» EXERCISE DESCRIPTION: Copy out every line of the records where the string "OllamaClassifier" occurs.

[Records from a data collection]
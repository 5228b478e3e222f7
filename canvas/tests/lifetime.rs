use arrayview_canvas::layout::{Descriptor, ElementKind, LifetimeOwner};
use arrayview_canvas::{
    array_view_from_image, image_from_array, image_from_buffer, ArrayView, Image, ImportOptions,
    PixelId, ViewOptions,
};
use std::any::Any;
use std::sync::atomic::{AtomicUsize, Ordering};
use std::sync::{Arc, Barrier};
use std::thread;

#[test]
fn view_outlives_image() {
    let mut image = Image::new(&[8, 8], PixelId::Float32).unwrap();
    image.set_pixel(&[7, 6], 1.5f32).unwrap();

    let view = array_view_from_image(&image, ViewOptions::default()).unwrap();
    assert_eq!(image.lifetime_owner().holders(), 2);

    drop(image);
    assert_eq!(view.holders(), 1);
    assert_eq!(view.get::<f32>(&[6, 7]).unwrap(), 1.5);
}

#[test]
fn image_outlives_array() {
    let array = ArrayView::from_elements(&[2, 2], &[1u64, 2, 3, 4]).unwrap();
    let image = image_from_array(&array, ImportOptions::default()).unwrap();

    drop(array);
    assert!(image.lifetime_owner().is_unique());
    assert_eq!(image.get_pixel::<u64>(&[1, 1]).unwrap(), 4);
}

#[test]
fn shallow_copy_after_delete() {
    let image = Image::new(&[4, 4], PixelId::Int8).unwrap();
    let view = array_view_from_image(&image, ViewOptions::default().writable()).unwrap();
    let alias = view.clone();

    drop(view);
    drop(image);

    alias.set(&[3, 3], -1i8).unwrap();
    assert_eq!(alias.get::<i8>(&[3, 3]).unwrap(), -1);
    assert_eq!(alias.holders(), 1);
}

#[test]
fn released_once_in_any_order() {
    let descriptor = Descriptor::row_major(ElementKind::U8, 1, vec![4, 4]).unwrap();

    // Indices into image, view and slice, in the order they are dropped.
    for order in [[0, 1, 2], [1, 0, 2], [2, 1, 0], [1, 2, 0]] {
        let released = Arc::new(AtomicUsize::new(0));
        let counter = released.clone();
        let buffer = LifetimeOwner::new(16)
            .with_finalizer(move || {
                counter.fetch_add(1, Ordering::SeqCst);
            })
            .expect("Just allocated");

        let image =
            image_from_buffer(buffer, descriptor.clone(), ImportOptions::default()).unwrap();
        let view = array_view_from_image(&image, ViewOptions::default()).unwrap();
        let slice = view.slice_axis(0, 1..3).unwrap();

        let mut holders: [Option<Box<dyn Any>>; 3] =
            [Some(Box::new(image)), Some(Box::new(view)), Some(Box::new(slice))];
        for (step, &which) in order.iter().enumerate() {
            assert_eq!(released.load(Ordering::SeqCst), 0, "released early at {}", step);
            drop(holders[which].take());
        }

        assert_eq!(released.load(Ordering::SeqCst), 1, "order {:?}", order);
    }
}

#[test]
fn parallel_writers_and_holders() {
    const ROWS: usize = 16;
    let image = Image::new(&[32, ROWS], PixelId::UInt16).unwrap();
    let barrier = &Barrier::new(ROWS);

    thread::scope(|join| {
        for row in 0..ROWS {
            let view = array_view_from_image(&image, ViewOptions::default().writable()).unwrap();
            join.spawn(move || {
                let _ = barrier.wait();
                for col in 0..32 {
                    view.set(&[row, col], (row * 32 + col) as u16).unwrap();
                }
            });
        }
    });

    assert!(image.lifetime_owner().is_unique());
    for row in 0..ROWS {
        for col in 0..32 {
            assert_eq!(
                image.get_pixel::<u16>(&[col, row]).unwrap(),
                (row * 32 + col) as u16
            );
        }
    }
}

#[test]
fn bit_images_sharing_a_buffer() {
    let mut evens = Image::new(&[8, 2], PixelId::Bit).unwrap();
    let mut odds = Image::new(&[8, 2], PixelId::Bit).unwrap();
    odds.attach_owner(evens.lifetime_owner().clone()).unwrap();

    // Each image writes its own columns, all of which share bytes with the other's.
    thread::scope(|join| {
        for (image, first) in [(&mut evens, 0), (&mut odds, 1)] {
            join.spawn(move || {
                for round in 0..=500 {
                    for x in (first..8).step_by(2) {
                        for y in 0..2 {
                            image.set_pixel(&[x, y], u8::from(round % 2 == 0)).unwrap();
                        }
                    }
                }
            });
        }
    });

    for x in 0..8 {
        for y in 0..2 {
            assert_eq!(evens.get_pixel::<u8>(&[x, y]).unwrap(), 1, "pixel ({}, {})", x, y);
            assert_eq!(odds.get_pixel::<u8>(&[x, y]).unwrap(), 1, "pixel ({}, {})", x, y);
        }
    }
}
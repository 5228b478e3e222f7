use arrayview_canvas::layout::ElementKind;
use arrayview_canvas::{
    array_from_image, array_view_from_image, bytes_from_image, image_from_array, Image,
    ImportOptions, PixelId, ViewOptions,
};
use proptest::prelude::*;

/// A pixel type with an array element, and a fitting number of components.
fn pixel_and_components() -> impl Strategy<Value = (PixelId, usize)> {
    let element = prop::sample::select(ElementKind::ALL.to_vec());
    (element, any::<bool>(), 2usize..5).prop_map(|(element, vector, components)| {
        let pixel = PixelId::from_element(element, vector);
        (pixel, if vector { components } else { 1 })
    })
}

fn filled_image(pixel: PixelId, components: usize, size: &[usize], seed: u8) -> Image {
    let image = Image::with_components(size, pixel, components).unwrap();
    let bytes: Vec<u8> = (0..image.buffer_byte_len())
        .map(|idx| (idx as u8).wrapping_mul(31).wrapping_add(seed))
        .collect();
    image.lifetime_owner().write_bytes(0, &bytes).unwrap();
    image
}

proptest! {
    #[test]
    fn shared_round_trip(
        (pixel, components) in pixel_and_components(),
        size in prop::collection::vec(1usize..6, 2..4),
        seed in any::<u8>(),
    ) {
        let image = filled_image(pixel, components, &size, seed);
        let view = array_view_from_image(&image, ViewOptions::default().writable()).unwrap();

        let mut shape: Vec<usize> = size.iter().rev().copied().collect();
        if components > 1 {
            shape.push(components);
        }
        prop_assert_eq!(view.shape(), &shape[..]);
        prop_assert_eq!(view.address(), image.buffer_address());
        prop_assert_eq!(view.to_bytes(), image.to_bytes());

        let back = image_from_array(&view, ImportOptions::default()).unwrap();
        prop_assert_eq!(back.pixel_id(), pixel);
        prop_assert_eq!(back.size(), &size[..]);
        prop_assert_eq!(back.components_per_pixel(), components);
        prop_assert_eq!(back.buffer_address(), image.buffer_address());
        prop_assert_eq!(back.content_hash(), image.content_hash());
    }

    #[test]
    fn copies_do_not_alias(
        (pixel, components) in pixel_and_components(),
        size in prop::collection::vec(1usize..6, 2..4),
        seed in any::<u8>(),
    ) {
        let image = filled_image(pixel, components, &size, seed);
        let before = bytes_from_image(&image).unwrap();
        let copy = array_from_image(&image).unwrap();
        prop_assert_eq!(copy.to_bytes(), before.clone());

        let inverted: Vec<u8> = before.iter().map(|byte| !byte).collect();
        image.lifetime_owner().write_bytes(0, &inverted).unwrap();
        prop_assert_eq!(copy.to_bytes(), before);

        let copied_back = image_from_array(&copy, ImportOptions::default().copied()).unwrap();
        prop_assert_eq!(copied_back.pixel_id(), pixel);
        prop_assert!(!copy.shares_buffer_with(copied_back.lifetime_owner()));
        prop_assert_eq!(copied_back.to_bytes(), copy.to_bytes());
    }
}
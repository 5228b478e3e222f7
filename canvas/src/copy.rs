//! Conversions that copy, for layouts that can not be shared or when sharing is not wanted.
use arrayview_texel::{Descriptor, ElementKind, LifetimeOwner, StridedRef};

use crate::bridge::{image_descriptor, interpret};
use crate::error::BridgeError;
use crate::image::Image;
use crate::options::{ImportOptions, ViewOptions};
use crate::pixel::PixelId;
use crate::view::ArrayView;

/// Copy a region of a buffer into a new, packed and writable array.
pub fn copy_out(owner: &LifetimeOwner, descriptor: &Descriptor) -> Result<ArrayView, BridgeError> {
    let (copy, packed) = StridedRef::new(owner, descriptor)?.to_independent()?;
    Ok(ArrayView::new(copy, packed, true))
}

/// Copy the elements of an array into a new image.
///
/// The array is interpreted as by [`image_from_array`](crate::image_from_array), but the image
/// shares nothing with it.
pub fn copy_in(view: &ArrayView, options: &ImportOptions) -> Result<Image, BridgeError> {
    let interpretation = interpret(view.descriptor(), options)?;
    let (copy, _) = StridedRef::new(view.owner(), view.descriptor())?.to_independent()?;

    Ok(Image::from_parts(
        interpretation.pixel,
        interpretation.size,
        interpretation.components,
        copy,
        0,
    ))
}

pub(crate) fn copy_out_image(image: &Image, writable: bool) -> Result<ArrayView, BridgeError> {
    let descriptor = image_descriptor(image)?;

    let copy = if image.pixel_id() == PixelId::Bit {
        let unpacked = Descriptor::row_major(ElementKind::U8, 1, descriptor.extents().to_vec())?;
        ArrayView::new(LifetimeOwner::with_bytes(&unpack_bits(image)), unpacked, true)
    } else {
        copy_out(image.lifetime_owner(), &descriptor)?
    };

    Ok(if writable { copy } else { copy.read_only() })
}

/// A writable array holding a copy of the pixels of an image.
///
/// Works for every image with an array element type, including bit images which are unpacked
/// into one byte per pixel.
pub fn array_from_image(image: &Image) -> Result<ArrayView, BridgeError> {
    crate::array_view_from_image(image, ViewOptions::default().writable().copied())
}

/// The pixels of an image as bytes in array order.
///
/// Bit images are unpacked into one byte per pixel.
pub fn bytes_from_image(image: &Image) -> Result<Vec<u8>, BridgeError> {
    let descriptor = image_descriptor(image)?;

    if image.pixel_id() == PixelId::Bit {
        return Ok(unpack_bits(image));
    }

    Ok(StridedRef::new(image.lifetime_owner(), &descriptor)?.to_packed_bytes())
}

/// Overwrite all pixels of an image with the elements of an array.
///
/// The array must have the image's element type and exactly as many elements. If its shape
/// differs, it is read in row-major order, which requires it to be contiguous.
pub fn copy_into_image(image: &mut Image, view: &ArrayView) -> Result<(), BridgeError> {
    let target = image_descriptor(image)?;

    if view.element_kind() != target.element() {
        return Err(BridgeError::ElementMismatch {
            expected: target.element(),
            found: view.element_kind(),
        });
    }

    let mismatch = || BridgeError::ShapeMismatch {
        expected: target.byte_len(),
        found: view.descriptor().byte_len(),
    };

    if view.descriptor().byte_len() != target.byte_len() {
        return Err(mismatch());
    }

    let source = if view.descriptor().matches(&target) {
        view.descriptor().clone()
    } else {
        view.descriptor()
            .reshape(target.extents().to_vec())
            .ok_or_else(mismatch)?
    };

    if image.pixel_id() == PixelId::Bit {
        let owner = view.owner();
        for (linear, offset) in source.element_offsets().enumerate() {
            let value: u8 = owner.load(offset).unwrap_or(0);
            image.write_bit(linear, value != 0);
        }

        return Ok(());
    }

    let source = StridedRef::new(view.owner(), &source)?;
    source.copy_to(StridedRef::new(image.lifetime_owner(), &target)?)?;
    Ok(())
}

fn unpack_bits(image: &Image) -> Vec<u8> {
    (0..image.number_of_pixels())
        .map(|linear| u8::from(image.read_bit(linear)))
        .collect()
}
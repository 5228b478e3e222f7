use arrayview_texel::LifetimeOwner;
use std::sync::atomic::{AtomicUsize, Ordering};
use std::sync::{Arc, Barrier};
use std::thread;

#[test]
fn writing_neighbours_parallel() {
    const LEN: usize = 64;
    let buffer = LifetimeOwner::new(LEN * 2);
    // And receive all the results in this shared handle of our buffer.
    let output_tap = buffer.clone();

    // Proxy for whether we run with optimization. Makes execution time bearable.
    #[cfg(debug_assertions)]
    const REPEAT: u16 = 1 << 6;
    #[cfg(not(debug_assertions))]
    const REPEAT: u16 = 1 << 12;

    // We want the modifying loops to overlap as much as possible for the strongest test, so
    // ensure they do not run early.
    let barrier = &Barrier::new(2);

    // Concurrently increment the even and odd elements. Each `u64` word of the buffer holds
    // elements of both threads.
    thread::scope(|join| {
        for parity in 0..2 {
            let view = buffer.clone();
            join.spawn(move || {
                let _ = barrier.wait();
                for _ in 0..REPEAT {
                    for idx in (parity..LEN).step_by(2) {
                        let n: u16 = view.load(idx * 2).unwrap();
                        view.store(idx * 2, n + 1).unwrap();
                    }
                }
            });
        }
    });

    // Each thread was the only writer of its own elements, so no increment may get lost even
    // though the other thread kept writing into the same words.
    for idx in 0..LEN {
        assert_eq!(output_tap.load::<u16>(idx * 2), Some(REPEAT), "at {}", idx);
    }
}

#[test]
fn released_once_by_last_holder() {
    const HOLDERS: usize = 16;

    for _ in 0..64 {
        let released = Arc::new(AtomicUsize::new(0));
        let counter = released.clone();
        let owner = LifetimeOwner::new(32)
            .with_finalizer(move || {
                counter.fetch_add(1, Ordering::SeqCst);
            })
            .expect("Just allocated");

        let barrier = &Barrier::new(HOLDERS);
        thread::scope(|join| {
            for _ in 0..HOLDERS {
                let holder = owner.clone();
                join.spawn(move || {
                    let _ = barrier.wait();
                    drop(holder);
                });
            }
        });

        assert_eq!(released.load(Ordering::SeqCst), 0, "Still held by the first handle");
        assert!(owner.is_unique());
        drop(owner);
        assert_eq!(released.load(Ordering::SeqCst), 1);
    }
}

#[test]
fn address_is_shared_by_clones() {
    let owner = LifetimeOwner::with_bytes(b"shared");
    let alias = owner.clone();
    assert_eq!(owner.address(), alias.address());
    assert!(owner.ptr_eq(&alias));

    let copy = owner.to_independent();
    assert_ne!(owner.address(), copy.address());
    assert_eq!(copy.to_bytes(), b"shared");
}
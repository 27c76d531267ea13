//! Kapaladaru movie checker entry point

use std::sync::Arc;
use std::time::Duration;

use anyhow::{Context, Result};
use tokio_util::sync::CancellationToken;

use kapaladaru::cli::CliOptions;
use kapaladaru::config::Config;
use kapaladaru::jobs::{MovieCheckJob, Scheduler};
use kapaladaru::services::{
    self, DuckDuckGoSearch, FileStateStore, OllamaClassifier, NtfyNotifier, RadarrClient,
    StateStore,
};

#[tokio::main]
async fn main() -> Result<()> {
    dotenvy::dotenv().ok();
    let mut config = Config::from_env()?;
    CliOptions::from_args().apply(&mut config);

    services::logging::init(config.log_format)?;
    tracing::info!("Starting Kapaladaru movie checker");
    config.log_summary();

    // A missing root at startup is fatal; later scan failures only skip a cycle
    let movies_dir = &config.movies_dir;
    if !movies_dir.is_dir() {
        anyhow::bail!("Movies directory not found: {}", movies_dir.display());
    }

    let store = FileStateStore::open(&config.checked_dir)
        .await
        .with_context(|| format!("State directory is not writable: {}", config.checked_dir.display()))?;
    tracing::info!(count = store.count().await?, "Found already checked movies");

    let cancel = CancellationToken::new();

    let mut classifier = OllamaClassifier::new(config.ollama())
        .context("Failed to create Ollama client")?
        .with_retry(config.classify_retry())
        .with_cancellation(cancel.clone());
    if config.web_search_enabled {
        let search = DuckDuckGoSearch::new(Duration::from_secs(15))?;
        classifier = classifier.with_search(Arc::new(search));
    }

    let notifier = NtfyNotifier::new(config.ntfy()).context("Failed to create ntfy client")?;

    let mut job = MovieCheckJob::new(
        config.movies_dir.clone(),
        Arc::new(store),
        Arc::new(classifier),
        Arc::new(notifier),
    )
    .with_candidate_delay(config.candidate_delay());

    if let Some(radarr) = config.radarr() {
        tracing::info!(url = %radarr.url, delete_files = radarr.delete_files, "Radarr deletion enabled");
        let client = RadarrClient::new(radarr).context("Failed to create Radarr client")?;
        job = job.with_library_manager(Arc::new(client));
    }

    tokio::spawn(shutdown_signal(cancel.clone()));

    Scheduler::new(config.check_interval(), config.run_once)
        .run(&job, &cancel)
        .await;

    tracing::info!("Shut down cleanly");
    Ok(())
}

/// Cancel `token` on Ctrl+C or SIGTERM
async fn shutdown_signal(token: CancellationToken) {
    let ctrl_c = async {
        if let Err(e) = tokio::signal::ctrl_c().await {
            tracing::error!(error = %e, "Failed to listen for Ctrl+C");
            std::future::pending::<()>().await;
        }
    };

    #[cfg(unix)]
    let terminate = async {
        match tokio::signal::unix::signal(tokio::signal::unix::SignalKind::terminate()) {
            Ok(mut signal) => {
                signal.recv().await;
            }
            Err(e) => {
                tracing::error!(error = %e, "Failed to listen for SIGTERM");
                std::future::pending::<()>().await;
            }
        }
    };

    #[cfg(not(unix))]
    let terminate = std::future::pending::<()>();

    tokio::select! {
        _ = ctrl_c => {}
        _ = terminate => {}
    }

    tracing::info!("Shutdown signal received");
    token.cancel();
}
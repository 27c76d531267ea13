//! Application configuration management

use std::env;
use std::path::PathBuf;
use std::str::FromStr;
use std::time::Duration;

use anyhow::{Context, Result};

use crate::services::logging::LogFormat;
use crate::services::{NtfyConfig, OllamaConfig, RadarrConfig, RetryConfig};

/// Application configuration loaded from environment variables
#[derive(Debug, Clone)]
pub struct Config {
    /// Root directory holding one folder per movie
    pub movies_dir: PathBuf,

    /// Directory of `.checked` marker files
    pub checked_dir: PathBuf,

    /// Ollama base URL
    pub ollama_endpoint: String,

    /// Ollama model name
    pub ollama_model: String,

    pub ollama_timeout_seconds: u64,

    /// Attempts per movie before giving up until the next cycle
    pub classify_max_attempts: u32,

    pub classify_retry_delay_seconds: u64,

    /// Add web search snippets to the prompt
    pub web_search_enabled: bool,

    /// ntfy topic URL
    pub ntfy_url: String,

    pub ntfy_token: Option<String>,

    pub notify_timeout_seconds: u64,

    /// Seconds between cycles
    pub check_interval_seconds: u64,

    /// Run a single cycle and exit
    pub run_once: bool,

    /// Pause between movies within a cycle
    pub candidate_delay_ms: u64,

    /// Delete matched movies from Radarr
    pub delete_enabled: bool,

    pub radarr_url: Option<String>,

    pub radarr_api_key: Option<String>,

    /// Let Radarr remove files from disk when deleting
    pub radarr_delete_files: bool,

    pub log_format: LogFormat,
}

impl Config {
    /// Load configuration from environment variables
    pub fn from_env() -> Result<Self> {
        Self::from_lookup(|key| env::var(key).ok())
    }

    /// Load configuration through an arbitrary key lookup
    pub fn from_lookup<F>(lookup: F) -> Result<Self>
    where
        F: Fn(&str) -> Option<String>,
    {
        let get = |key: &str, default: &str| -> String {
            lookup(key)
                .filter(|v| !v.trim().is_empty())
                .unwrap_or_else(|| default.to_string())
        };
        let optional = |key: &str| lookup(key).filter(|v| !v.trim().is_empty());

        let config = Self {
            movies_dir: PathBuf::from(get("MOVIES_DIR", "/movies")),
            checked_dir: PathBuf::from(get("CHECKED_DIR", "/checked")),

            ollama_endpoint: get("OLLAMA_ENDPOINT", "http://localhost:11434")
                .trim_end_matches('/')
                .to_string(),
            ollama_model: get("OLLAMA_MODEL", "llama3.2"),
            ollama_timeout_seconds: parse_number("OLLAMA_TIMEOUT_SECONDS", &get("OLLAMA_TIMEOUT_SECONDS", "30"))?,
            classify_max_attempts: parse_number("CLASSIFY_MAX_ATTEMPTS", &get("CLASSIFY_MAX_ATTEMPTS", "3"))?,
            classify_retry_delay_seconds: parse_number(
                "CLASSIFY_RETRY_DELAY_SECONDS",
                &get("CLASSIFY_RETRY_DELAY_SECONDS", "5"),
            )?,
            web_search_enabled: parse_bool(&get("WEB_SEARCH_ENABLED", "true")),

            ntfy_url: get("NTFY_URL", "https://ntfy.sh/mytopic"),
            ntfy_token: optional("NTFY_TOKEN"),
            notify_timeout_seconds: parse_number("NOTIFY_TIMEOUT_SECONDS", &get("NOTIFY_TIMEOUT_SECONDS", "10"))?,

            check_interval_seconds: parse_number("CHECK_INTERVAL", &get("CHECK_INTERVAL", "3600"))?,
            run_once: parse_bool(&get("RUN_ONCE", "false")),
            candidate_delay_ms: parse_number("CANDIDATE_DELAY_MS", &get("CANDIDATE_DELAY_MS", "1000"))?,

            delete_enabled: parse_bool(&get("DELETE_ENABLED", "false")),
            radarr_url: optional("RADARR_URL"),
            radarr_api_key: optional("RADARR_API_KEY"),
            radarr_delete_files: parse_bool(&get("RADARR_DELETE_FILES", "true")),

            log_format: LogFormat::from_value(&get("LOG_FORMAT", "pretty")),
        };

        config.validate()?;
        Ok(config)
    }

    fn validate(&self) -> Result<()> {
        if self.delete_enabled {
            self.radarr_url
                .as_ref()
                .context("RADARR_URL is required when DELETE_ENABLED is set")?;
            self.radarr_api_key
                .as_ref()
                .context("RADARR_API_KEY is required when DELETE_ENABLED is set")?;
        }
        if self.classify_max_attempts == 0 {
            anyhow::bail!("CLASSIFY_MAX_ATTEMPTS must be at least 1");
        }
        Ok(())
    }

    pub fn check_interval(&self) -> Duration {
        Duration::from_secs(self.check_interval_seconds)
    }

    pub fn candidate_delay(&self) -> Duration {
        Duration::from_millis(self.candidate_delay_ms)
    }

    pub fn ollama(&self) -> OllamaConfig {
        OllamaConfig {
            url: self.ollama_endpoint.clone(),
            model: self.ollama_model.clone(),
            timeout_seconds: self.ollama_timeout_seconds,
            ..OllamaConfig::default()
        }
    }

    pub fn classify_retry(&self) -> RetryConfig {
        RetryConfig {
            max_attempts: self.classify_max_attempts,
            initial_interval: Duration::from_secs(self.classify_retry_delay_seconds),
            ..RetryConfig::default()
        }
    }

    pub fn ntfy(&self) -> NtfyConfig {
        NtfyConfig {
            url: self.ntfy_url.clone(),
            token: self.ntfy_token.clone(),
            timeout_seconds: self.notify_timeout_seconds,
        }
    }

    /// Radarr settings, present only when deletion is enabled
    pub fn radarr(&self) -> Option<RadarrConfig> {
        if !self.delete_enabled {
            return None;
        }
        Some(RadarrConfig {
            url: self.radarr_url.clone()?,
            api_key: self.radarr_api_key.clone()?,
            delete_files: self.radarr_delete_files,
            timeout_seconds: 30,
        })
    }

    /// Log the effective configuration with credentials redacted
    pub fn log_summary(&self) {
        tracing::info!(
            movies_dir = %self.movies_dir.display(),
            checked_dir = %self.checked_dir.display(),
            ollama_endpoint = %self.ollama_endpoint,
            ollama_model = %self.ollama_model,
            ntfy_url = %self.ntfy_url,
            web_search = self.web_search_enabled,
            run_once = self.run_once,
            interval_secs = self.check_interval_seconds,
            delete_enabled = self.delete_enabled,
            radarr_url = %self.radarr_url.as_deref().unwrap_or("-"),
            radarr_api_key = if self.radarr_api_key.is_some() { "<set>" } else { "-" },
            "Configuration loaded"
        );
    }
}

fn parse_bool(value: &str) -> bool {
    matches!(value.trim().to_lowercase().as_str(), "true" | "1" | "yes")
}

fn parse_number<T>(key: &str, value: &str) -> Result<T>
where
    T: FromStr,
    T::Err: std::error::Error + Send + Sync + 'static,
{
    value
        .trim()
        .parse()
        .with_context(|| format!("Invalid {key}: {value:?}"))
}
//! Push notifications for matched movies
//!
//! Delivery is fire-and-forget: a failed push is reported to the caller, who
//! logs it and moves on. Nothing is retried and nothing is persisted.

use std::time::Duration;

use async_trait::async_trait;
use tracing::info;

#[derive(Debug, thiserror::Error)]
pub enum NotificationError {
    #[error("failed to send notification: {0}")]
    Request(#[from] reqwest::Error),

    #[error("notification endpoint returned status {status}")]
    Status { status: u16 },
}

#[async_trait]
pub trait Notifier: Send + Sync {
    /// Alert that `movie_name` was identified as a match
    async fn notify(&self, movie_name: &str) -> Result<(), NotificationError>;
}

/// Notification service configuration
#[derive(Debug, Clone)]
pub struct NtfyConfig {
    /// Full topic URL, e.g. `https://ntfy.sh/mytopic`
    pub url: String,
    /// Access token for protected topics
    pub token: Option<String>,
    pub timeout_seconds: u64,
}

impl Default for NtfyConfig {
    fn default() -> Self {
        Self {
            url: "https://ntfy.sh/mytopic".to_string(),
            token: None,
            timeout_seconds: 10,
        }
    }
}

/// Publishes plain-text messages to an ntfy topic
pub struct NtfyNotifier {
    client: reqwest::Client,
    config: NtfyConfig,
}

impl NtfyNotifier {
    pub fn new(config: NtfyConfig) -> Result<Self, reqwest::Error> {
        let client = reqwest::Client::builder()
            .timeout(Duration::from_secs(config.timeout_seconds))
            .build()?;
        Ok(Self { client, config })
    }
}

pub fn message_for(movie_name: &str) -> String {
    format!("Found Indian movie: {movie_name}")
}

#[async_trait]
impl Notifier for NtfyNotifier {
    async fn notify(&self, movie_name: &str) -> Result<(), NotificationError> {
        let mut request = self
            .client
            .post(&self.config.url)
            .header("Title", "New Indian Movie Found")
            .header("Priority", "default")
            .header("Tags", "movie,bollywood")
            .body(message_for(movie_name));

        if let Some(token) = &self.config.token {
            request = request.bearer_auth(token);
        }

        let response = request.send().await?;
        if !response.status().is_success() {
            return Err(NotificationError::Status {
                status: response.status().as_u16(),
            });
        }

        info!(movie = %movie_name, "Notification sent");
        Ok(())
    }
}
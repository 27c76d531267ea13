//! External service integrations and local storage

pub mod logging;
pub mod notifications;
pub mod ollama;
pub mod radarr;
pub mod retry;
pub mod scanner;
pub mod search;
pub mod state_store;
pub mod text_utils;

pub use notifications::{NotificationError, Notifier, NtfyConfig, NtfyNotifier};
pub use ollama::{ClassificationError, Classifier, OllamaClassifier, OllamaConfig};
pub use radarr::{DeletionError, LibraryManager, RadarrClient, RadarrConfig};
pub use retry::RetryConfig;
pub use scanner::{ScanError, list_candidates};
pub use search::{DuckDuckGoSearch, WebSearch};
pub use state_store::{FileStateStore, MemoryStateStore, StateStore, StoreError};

» ANSWER TO THIS PROBLEM:
    self, DuckDuckGoSearch, FileStateStore, OllamaClassifier, NtfyNotifier, RadarrClient,
    let mut classifier = OllamaClassifier::new(config.ollama())
pub use ollama::{ClassificationError, Classifier, OllamaClassifier, OllamaConfig};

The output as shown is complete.